Prizrenli Şem'î'nin ailesi hakkında da elimizde bilgi yoktur. Biyografik kaynaklarda şairin belli bir mesleğe sahip olmadığı söylenir. Şem'î eğitimini memleketinde gördükten sonra İstanbula geldi. Burada Vezir Piri Paşa'ya intisap etti ve onun yardımlarını gördü. Mevleviliğe intisap etti. Derviş olarak münzevi bir hayat sürdü. Şeyh Vefâ'ya bağlı Ali Dede'nin halifesi olup Edirne'de, debbağlar içindeki Şeyh Muslihiddin dergahına bir müddet şeyh olarak atandı. İstanbul'da vefat etti ve Şeyh Vefâ Haziresine gömüldü. Şem'î'nin ölümü tezkirelerde ayrıntılı olarak anlatılmaktadır. Meşâirü'ş-şuâra'da ölümü hakkında şunlar söylenmektedir: Hasta ve yorgun değilken, vücudunda bir yarası da yokken başı bile ağrımıyorken, bir gece eline bir mum alıp dergâhın dervişlerini ve pek çok arkadaşını çağırmış ve onlara " Bu gece Şem'î'nin şebistanı vardır" demiş. Dergâhtaki bütün mumları yakarak " dostlar siz zikredin ben biraz yatayım" diyerek istirahat etmek üzere yatmış. Oradakiler bir süre zikir ve mukabele ile meşgul olduktan sonra Şem'î'yi uyandırmak için gelmişler. Birkaç defa uyandırmak için çağırdıklarında Şem'î uyanmayınca "uyku ölümün kardeşidir" kendini uykuya ne kadar kaptırmış diye düşünmüşler. Tekrar uyandırmak isteyince görürler ki vücut gözünü uyku eceli almış ve uyanması kıyamet sabahına kalmış. Şem'î 936/ 1529-1530 tarihinde vefat etmiştir. Vefatının Sicill-i Osmânî'de 931 olarak gösterilmesi yanlıştır. Osmanlı Müelliflerinde vefat tarihinin 1000 gösterilmesi de şairin mesnevi şarihi Mustafa Şem'î ile karıştırılmış olmasındandır. Ölümüne Edirneli Nazmî : " Meskenin nûr ide Şem'î ol Ahad (936)" mısraını tarih düşürmüştür.

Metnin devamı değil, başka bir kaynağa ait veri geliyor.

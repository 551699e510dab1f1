use {super::*, tokio::signal::ctrl_c};

/// Returns a token cancelled on Ctrl-C or SIGTERM.
pub(crate) fn setup_signal_handler() -> Result<CancellationToken> {
    let cancel = CancellationToken::new();
    let cancel_clone = cancel.clone();

    #[cfg(unix)]
    let mut sigterm = tokio::signal::unix::signal(tokio::signal::unix::SignalKind::terminate())
        .context("failed to install SIGTERM handler")?;

    tokio::spawn(async move {
        #[cfg(unix)]
        tokio::select! {
            _ = ctrl_c() => {
                info!("Received shutdown signal (Ctrl-C / SIGINT)");
            }
            _ = sigterm.recv() => {
                info!("Received shutdown signal (SIGTERM)");
            }
        }

        #[cfg(not(unix))]
        {
            ctrl_c().await.ok();
            info!("Received shutdown signal (Ctrl-C)");
        }

        cancel_clone.cancel();
    });

    Ok(cancel)
}
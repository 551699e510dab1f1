use super::*;

#[derive(Debug, Clone, Copy, PartialEq, Eq, Serialize, Deserialize, derive_more::Display)]
#[serde(rename_all = "snake_case")]
pub enum BlockType {
    #[display("share")]
    Share,
    #[display("primary")]
    Primary,
    #[display("auxiliary")]
    Auxiliary,
}

/// The fields of a `mining.submit` together with the session state needed to
/// rebuild the header.
#[derive(Debug, Clone)]
pub(crate) struct Submission {
    pub(crate) extranonce1: Extranonce,
    pub(crate) extranonce2: String,
    pub(crate) ntime: String,
    pub(crate) nonce: String,
    pub(crate) version_bits: Option<String>,
    pub(crate) asicboost: bool,
    pub(crate) version_mask: Version,
}

#[derive(Debug, Clone)]
pub(crate) struct ShareRequest {
    pub(crate) job_id: String,
    pub(crate) previous_difficulty: Option<f64>,
    pub(crate) difficulty: f64,
    pub(crate) ip: IpAddr,
    pub(crate) port: u16,
    pub(crate) addr_primary: Option<String>,
    pub(crate) addr_auxiliary: Option<String>,
    pub(crate) submission: Submission,
}

/// Everything known about a share that passed validation.
#[derive(Debug, Clone, PartialEq, Serialize)]
pub struct Accepted {
    pub block_type: BlockType,
    pub block_diff_primary: f64,
    #[serde(skip_serializing_if = "Option::is_none")]
    pub block_diff_auxiliary: Option<f64>,
    pub coinbase: String,
    pub hash: String,
    pub hex: String,
    pub header: String,
    pub header_diff: String,
    pub height: u64,
    pub reward: u64,
    pub share_diff: f64,
    #[serde(skip_serializing_if = "Option::is_none")]
    pub aux_hash: Option<String>,
    #[serde(skip_serializing_if = "Option::is_none")]
    pub aux_pow: Option<String>,
}

#[derive(Debug, Clone, PartialEq, Serialize)]
#[serde(tag = "status", rename_all = "snake_case")]
pub enum ShareResult {
    Valid(Accepted),
    Invalid { error: String },
}

#[derive(Debug, Clone, PartialEq, Serialize)]
pub struct ShareEvent {
    pub job: String,
    pub ip: IpAddr,
    pub port: u16,
    pub addr_primary: Option<String>,
    pub addr_auxiliary: Option<String>,
    pub difficulty: f64,
    pub identifier: String,
    #[serde(flatten)]
    pub result: ShareResult,
}

impl ShareEvent {
    pub fn accepted(&self) -> Option<&Accepted> {
        match &self.result {
            ShareResult::Valid(accepted) => Some(accepted),
            ShareResult::Invalid { .. } => None,
        }
    }
}

/// Outcome of a valid submission: the difficulty it was credited at, the
/// primary share and, when it also solves the aux chain, the aux candidate.
#[derive(Debug, Clone, PartialEq)]
pub(crate) struct Verdict {
    pub(crate) difficulty: f64,
    pub(crate) share: Accepted,
    pub(crate) auxiliary: Option<Accepted>,
}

Tezkirelerde şairin zayıf, solgun yüzlü, hastalıklı bir bünyeye sahip olduğu anlatılmaktadır. Ayrıca rind-meşrep bir şair olduğu söylenir. Künhü'l-ahbâr'ın tezkire kısmında şairin rindliği hakkında meşhur olan şu anekdot yer almaktadır:

Bir gün Şem'î ile kendisi gibi şair olan arkadaşı Mesihî Galata'ya giderler. Orada güzelleri görebilmek için bir kiliseye uğrarlar. Onların bu durumunu gören başka bir şair, meşhur olan şu murabbayı söyler:

Galata'da Mesihî deyre gitmiş

Meger Şem'î anunla birle varmış

İşidenler galat idüp dediler

Mesîhî kiliseye mum iletmiş

Şairin rind-meşrep yaradılışı örneklere aldığımız şiirlerinden de belli olmaktadır.

 Biyografik kaynaklarda Prizrenli Şem'î ile Mesnevi şarihi Mustafa Şem'î'nin karıştırılması İsmail Ünver'e göre Esrar Dede'nin Mevlevî olan her iki Şem'î'yi tek kişi sanarak eserine alması ve diğer kaynakların da bu yanlışı aktarması nedeniyle ortaya çıkmıştır. Bu yanlışlık, eski kaynaklardan modern kaynaklara kadar sürmüştür.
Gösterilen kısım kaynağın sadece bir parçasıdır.